*** Material for this exercise ***

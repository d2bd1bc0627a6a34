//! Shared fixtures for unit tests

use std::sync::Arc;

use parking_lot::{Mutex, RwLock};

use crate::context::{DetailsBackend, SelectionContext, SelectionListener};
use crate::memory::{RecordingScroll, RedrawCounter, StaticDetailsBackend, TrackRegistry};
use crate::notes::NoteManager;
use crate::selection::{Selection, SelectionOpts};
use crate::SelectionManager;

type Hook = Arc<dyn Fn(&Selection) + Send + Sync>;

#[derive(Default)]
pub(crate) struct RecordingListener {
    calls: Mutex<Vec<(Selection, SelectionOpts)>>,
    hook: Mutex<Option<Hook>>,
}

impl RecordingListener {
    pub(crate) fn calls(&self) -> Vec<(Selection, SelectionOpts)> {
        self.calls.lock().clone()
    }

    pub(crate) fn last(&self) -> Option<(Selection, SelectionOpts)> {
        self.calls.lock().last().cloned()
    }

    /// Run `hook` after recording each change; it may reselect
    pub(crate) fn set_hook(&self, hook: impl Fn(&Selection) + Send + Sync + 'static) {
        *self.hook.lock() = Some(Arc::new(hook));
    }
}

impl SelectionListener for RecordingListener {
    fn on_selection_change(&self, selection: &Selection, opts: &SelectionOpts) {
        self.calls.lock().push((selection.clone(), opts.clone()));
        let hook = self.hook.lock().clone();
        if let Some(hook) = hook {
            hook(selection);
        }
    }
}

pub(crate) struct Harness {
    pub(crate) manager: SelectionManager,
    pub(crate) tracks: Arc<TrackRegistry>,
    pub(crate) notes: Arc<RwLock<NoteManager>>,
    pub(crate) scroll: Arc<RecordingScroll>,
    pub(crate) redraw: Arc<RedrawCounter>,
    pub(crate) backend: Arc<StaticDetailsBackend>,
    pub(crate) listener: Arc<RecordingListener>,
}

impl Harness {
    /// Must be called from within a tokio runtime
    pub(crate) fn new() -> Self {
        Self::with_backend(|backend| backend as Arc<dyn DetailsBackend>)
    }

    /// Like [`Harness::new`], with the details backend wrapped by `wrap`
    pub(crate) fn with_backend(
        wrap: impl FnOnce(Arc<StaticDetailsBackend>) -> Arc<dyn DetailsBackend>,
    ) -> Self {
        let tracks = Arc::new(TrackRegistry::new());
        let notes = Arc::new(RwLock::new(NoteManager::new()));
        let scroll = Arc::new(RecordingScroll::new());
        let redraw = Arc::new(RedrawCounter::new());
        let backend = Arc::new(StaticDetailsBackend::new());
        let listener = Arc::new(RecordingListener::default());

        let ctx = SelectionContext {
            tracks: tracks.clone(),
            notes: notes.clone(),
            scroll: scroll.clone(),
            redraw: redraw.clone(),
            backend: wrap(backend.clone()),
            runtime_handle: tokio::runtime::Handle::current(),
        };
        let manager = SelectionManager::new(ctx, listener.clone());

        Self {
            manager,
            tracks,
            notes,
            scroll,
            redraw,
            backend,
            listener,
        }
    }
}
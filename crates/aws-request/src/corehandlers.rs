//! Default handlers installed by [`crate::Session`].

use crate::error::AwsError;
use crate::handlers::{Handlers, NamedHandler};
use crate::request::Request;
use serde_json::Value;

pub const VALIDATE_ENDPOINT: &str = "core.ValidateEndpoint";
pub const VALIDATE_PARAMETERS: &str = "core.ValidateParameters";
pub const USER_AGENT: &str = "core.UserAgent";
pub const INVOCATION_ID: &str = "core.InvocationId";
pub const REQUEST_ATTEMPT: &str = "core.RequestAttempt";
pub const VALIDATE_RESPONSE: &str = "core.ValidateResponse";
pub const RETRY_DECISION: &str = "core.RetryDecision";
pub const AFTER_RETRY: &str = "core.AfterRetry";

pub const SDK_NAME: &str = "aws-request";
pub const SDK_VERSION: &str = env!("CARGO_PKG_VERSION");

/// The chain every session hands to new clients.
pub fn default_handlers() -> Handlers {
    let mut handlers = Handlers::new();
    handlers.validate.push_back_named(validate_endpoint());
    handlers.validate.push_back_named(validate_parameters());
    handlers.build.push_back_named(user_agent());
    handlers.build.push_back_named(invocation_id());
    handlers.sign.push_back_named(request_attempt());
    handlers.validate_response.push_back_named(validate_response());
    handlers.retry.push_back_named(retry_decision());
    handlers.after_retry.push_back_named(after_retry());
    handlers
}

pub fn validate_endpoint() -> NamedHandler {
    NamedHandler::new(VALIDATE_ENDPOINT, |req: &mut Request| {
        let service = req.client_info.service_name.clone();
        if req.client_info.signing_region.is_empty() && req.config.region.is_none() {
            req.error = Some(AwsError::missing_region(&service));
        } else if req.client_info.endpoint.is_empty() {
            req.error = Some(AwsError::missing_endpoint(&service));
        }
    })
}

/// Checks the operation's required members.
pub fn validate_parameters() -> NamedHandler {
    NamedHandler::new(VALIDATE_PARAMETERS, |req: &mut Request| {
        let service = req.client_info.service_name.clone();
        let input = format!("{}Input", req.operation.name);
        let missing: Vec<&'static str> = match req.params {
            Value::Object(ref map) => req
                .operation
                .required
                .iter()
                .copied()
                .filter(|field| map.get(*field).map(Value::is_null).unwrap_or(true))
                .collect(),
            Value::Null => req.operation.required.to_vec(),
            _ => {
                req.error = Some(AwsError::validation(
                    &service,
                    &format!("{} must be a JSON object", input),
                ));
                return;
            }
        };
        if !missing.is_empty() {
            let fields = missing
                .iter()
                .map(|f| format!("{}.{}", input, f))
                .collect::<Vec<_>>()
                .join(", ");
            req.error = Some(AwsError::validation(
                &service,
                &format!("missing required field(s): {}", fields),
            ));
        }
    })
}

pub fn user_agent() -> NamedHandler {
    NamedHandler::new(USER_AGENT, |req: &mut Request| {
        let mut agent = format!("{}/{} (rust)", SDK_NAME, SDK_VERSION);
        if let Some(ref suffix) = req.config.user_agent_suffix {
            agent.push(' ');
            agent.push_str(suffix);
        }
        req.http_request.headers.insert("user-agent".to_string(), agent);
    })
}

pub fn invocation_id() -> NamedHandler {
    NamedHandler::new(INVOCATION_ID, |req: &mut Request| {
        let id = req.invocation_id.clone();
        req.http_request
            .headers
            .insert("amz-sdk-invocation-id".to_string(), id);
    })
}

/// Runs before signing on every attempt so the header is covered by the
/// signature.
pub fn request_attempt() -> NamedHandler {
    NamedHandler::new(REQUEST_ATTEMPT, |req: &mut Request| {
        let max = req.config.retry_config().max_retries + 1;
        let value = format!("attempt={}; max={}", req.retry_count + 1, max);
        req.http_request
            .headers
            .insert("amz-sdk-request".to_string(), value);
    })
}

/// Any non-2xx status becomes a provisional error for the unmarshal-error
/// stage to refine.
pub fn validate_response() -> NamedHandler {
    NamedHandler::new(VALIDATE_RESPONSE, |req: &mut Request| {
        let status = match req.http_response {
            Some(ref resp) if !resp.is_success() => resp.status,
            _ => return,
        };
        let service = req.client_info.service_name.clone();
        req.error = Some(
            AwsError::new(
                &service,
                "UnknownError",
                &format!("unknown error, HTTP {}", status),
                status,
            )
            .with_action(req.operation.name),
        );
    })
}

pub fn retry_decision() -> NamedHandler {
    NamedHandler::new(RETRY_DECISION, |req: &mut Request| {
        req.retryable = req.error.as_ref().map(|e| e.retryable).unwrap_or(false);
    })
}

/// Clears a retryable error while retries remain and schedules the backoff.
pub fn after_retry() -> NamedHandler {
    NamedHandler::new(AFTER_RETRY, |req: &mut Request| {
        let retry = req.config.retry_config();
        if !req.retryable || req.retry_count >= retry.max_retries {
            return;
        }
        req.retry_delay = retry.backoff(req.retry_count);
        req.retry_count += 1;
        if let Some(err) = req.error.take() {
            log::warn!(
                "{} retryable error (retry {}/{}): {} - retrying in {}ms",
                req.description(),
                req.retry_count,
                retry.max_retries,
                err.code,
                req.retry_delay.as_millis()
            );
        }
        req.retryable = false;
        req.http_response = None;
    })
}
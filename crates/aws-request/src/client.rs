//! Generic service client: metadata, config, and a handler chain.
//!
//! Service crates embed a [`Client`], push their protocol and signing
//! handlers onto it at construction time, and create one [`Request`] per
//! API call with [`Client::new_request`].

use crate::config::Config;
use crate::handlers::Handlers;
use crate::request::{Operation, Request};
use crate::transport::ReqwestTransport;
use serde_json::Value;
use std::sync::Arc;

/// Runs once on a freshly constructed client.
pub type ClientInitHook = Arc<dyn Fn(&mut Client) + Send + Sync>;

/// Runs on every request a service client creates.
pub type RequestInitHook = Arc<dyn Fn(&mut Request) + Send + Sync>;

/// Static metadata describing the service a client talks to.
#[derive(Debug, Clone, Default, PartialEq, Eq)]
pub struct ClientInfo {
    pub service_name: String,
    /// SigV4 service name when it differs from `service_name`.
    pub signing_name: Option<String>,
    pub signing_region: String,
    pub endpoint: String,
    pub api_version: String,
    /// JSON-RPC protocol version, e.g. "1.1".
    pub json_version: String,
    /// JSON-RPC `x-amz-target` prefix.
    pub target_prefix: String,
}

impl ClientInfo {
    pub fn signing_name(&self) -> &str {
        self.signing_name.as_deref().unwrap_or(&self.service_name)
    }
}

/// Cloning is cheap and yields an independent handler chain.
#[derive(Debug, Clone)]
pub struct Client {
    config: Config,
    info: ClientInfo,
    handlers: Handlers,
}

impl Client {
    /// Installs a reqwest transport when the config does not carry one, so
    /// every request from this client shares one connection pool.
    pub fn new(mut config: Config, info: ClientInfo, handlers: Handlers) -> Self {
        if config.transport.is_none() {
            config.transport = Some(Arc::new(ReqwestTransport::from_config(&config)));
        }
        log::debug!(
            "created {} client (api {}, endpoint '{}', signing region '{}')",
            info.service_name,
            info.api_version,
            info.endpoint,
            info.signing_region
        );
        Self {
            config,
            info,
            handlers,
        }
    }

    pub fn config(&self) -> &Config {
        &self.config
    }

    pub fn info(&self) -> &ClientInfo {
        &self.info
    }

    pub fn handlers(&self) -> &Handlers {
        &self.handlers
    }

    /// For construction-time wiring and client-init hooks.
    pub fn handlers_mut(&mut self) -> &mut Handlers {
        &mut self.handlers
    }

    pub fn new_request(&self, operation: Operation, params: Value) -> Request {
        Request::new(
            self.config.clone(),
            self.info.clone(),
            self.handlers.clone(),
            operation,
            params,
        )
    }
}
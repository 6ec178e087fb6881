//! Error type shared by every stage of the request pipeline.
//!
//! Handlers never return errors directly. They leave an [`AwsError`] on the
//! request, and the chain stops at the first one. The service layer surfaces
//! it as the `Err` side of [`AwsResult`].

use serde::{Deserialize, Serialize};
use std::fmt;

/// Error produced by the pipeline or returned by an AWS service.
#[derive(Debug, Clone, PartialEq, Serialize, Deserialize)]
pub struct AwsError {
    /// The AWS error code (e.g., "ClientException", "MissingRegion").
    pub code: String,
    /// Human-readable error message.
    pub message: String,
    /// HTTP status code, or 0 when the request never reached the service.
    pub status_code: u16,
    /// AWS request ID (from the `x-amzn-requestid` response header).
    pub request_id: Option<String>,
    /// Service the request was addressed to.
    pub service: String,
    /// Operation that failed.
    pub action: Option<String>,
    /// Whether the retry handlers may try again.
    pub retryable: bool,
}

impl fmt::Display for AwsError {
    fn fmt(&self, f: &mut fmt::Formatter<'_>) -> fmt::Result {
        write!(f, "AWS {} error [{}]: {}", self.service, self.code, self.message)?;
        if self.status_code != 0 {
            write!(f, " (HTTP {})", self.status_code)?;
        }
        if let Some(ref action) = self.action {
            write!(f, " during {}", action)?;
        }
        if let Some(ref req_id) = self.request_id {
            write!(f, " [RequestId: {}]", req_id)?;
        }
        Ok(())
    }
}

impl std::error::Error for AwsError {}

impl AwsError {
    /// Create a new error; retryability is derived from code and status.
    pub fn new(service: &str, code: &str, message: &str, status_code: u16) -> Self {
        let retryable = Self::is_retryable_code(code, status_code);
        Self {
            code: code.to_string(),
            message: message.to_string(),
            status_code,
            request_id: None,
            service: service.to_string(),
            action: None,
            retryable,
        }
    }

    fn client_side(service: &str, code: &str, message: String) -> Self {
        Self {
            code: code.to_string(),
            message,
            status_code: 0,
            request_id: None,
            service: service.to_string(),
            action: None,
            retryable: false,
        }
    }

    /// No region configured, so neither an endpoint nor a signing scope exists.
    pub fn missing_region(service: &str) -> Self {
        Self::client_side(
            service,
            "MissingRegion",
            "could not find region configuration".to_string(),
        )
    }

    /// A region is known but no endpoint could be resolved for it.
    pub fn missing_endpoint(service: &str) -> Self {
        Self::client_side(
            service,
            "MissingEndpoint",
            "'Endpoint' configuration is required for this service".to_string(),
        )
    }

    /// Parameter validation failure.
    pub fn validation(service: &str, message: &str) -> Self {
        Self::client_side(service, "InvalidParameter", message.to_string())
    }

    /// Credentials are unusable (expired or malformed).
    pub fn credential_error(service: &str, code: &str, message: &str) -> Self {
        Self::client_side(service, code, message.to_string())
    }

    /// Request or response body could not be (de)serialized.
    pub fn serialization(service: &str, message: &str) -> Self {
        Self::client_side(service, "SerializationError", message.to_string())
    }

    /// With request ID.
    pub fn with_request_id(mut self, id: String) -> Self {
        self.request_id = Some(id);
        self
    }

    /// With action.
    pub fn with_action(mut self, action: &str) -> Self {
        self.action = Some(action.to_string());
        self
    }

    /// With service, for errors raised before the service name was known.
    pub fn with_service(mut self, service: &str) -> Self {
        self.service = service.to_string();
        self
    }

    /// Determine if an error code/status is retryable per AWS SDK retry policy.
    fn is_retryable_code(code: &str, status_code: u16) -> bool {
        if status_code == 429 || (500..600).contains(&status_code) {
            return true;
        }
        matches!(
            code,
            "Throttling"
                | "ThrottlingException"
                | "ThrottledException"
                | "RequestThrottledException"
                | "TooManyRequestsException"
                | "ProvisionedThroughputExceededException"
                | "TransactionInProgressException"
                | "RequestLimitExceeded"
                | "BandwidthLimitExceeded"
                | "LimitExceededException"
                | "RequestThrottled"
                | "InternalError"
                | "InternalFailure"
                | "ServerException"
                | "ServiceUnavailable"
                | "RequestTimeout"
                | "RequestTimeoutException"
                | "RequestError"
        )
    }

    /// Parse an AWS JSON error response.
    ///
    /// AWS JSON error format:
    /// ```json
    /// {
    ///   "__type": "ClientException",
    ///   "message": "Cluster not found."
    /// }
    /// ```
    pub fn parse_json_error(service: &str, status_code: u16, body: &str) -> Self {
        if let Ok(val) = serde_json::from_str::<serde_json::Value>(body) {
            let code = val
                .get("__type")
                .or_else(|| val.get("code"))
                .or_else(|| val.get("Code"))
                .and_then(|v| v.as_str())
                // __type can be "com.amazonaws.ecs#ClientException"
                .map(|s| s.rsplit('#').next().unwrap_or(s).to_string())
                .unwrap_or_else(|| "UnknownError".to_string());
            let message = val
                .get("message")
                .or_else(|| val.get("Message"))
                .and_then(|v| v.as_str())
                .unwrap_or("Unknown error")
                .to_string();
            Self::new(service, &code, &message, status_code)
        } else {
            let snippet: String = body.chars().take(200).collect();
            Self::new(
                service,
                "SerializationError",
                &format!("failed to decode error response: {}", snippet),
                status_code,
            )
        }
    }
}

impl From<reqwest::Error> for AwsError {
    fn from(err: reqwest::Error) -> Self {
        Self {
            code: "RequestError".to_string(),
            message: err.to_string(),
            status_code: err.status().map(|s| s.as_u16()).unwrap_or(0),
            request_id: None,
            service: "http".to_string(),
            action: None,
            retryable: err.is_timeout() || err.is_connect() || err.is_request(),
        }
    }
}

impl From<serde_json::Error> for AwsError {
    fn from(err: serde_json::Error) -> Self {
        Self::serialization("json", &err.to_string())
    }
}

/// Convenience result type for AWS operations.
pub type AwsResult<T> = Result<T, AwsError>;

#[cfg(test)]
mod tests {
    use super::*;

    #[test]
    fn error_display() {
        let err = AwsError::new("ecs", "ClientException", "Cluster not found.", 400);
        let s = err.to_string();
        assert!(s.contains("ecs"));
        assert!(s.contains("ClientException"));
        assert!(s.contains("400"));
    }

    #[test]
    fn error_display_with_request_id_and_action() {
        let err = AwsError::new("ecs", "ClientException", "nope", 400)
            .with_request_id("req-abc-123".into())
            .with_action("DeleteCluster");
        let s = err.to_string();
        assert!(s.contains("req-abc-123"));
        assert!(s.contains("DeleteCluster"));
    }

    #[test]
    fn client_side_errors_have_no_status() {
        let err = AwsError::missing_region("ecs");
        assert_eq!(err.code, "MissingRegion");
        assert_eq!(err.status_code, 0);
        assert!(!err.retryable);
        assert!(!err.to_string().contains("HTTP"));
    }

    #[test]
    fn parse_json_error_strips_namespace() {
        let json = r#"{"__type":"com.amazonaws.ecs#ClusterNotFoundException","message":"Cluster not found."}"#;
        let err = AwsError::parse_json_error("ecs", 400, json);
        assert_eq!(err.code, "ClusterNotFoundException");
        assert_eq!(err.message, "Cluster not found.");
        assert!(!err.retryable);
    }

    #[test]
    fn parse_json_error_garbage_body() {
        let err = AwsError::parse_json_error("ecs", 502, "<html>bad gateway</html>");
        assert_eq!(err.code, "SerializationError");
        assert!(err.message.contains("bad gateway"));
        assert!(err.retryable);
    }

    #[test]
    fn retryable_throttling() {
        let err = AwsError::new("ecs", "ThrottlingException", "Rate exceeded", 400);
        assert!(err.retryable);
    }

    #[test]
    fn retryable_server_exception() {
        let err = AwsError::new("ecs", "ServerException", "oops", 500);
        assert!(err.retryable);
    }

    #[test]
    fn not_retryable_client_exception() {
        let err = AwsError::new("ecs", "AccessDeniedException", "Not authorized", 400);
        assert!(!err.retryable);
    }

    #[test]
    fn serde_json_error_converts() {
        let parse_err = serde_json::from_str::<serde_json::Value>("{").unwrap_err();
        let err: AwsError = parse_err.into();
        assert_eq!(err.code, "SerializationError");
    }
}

***

§ Aim of the task
If a line falls between the first line of the entries and the line containing "let redraw = Arc::new(RedrawCounter::new());", or is one of those two, restate it word for word; leave all other lines out.

§ Expected output
repository d2bd1bc0627a6a34
//! Shared fixtures for unit tests

use std::sync::Arc;

use parking_lot::{Mutex, RwLock};

use crate::context::{DetailsBackend, SelectionContext, SelectionListener};
use crate::memory::{RecordingScroll, RedrawCounter, StaticDetailsBackend, TrackRegistry};
use crate::notes::NoteManager;
use crate::selection::{Selection, SelectionOpts};
use crate::SelectionManager;

type Hook = Arc<dyn Fn(&Selection) + Send + Sync>;

#[derive(Default)]
pub(crate) struct RecordingListener {
    calls: Mutex<Vec<(Selection, SelectionOpts)>>,
    hook: Mutex<Option<Hook>>,
}

impl RecordingListener {
    pub(crate) fn calls(&self) -> Vec<(Selection, SelectionOpts)> {
        self.calls.lock().clone()
    }

    pub(crate) fn last(&self) -> Option<(Selection, SelectionOpts)> {
        self.calls.lock().last().cloned()
    }

    /// Run `hook` after recording each change; it may reselect
    pub(crate) fn set_hook(&self, hook: impl Fn(&Selection) + Send + Sync + 'static) {
        *self.hook.lock() = Some(Arc::new(hook));
    }
}

impl SelectionListener for RecordingListener {
    fn on_selection_change(&self, selection: &Selection, opts: &SelectionOpts) {
        self.calls.lock().push((selection.clone(), opts.clone()));
        let hook = self.hook.lock().clone();
        if let Some(hook) = hook {
            hook(selection);
        }
    }
}

pub(crate) struct Harness {
    pub(crate) manager: SelectionManager,
    pub(crate) tracks: Arc<TrackRegistry>,
    pub(crate) notes: Arc<RwLock<NoteManager>>,
    pub(crate) scroll: Arc<RecordingScroll>,
    pub(crate) redraw: Arc<RedrawCounter>,
    pub(crate) backend: Arc<StaticDetailsBackend>,
    pub(crate) listener: Arc<RecordingListener>,
}

impl Harness {
    /// Must be called from within a tokio runtime
    pub(crate) fn new() -> Self {
        Self::with_backend(|backend| backend as Arc<dyn DetailsBackend>)
    }

    /// Like [`Harness::new`], with the details backend wrapped by `wrap`
    pub(crate) fn with_backend(
        wrap: impl FnOnce(Arc<StaticDetailsBackend>) -> Arc<dyn DetailsBackend>,
    ) -> Self {
        let tracks = Arc::new(TrackRegistry::new());
        let notes = Arc::new(RwLock::new(NoteManager::new()));
        let scroll = Arc::new(RecordingScroll::new());
        let redraw = Arc::new(RedrawCounter::new());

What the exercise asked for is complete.